Splash Talks


Box's Aaron Levie: Pivoting from consumer to enterprise

Lessons from building Box from a college idea, to a 'spork,' to a multi-million-dollar business

Innovation series by Bambi Francisco Roizen
April 5, 2012 | Comments
Short URL: http://vator.tv/n/24a4

"Do you have any coffee?" Aaron Levie, the indefatigable co-founder and CEO of Box, asked me around 6 pm on the evening of Splash SF in February. If you know Levie, this question is quite comical given that the college-drop-out-turned start-up extraordinaire always seems to have just chugged half a dozen Red Bulls and a pot of coffee.

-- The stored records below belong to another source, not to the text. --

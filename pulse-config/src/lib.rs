//! # Pulse Configuration System
//!
//! Layered configuration for the procedure replay engine.
//!
//! Sources, lowest precedence first:
//! 1. Built-in defaults
//! 2. `config/pulse.yaml`
//! 3. `config/<PULSE_ENV>.yaml` (`PULSE_ENV` defaults to `production`)
//! 4. `PULSE_*` environment variables, nested with `__`
//!    (`PULSE_REPLAY__SPEED_FACTOR=60`)
//!
//! Command-line overrides are applied by the caller, followed by
//! [`PulseConfig::validated`].

#![warn(unsafe_code)]
#![deny(rustdoc::broken_intra_doc_links)]

use std::path::Path;

use figment::{
    providers::{Env, Format, Serialized, Yaml},
    Figment,
};
use serde::{Deserialize, Serialize};
use validator::Validate;

mod display;
mod error;
mod ingest;
mod replay;
mod telemetry;
mod validation;

pub use display::DisplayConfig;
pub use error::ConfigError;
pub use ingest::IngestConfig;
pub use replay::{CountingStrategy, ReplayConfig};
pub use telemetry::TelemetryConfig;

const BASE_FILE: &str = "config/pulse.yaml";
const ENV_PREFIX: &str = "PULSE_";

/// Top-level configuration container.
#[derive(Debug, Serialize, Deserialize, Validate, Default, Clone, PartialEq)]
#[serde(default)]
pub struct PulseConfig {
    #[validate(nested)]
    pub ingest: IngestConfig,

    #[validate(nested)]
    pub replay: ReplayConfig,

    #[validate(nested)]
    pub telemetry: TelemetryConfig,

    #[validate(nested)]
    pub display: DisplayConfig,
}

impl PulseConfig {
    /// Load configuration from the default files and the environment.
    ///
    /// Missing files are skipped.
    pub fn load() -> Result<Self, ConfigError> {
        let mut figment = Figment::from(Serialized::defaults(PulseConfig::default()));

        if Path::new(BASE_FILE).exists() {
            figment = figment.merge(Yaml::file(BASE_FILE));
        }

        let env = std::env::var("PULSE_ENV").unwrap_or_else(|_| "production".into());
        let env_file = format!("config/{env}.yaml");
        if Path::new(&env_file).exists() {
            figment = figment.merge(Yaml::file(env_file));
        }

        Self::extract(figment)
    }

    /// Load configuration from an explicit file on top of the defaults.
    ///
    /// Environment variables still take precedence over the file.
    pub fn load_from_path<P: AsRef<Path>>(path: P) -> Result<Self, ConfigError> {
        let path = path.as_ref();
        if !path.exists() {
            return Err(ConfigError::FileNotFound(path.to_path_buf()));
        }

        let figment =
            Figment::from(Serialized::defaults(PulseConfig::default())).merge(Yaml::file(path));
        Self::extract(figment)
    }

    /// Re-check the configuration after programmatic overrides.
    pub fn validated(self) -> Result<Self, ConfigError> {
        self.validate()?;
        Ok(self)
    }

    fn extract(figment: Figment) -> Result<Self, ConfigError> {
        figment
            .merge(Env::prefixed(ENV_PREFIX).split("__"))
            .extract::<Self>()
            .map_err(ConfigError::from)
            .and_then(Self::validated)
    }
}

Levie, who gave an energetic keynote at our last Splash event, spoke about his lessons building Box from a consumer-focused storage service to one that serves the unsexy enterprise market. At one point, during this transition, Box was a "spork," he said. A spork is a combination of spoon and fork. Basically, the product was not optimizing for either purpose. The tean eventually chose the enterprise space after studying both (you'll have to watch his keynote for that explanation).

Throughoug the keynote, Levie also provides some great zingers, like the one about his co-founder. Showing a photo of his co-founder (who was 20 years old at the time), Levie said that it was tough to convince venture capitalists that the two young college dropouts weren't going to take the money and run off to Disneyland. 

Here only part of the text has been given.